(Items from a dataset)
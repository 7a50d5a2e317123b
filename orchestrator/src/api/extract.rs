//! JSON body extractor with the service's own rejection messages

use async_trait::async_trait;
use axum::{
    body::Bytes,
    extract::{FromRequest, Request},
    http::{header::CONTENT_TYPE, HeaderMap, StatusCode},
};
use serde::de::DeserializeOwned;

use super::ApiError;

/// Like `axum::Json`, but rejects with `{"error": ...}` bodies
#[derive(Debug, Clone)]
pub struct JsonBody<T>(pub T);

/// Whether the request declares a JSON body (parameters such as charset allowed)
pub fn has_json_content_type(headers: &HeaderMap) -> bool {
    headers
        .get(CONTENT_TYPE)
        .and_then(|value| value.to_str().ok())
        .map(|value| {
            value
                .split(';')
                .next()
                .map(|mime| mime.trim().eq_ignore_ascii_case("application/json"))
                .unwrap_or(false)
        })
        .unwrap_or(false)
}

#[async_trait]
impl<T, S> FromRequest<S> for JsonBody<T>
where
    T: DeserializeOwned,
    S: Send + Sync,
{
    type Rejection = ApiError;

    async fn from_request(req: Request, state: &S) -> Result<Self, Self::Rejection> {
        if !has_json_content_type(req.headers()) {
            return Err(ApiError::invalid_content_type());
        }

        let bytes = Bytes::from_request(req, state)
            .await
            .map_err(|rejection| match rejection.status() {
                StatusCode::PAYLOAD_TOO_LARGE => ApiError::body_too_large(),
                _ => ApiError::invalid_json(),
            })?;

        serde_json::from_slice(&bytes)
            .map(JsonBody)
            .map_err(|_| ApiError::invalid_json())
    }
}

--

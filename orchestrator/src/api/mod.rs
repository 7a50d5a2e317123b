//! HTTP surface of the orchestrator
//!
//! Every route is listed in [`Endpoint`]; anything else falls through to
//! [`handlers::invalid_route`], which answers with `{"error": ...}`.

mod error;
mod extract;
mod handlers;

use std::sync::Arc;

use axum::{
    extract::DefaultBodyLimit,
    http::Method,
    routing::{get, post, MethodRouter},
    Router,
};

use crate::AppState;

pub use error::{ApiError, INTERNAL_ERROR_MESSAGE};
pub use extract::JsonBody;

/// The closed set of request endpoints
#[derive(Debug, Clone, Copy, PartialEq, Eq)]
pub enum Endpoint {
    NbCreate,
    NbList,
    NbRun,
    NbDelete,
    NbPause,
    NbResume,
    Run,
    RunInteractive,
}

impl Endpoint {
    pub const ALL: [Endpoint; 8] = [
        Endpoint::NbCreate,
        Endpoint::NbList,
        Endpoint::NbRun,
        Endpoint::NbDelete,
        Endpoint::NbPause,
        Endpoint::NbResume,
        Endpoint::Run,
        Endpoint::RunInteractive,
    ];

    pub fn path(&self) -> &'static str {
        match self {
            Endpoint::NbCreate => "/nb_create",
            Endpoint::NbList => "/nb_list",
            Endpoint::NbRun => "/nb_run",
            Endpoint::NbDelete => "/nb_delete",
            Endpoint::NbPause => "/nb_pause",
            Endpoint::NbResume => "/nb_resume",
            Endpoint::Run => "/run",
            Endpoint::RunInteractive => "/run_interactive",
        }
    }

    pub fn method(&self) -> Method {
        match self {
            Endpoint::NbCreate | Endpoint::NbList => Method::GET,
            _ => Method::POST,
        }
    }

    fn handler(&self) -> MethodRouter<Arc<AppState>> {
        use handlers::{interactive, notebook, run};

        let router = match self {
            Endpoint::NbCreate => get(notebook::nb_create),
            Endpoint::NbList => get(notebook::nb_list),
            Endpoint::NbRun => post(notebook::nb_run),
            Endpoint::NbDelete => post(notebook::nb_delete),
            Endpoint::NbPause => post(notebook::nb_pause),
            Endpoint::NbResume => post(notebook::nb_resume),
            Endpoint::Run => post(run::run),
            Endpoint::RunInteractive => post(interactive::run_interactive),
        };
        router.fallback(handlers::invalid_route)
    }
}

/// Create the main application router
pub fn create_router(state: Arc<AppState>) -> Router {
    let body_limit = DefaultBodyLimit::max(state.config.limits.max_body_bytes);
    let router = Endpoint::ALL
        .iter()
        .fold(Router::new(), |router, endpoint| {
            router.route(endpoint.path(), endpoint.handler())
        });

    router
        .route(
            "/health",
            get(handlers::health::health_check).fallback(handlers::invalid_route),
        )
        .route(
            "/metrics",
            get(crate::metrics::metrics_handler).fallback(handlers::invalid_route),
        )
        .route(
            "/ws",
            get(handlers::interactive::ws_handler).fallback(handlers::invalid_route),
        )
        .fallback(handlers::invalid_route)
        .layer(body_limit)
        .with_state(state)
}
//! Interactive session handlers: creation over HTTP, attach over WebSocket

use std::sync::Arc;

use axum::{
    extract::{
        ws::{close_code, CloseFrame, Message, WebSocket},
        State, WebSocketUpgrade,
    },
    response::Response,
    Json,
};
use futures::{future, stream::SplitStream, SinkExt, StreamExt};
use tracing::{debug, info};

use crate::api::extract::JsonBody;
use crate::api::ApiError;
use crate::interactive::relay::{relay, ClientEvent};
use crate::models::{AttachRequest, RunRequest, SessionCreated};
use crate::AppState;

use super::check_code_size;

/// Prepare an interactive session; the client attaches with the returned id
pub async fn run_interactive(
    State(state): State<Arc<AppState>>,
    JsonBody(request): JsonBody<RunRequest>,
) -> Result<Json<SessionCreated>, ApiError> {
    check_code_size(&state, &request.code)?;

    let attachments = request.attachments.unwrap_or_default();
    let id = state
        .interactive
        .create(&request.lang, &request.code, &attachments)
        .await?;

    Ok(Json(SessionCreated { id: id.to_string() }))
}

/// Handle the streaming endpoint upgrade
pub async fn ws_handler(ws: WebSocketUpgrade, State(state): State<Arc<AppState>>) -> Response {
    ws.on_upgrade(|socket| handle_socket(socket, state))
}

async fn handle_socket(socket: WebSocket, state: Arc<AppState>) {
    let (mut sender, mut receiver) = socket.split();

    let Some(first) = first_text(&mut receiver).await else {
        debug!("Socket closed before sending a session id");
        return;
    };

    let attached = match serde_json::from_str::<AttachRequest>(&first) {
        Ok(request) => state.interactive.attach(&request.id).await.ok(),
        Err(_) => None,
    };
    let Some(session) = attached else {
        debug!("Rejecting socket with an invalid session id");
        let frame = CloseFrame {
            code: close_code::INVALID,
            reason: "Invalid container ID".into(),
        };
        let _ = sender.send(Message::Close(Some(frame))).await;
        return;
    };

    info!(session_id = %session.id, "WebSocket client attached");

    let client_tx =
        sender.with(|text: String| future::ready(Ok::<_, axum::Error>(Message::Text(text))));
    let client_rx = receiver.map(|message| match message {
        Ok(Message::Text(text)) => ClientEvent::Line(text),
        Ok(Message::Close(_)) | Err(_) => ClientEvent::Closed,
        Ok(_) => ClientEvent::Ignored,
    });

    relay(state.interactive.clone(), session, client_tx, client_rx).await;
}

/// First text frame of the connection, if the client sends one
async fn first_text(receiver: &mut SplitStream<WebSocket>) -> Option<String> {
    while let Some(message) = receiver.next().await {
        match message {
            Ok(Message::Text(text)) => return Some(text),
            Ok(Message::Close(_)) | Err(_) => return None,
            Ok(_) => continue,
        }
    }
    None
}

== ASSIGNMENT ==
Of all the entries above, repeat only the lines from the line that has "let id = state" to the line that has "async fn handle_socket(socket: WebSocket, state: Arc<AppState>)", both lines included, exactly.

== SOLUTION TO THIS PROBLEM ==
    let id = state
        .interactive
        .create(&request.lang, &request.code, &attachments)
        .await?;

    Ok(Json(SessionCreated { id: id.to_string() }))
}

/// Handle the streaming endpoint upgrade
pub async fn ws_handler(ws: WebSocketUpgrade, State(state): State<Arc<AppState>>) -> Response {
    ws.on_upgrade(|socket| handle_socket(socket, state))
}

async fn handle_socket(socket: WebSocket, state: Arc<AppState>) {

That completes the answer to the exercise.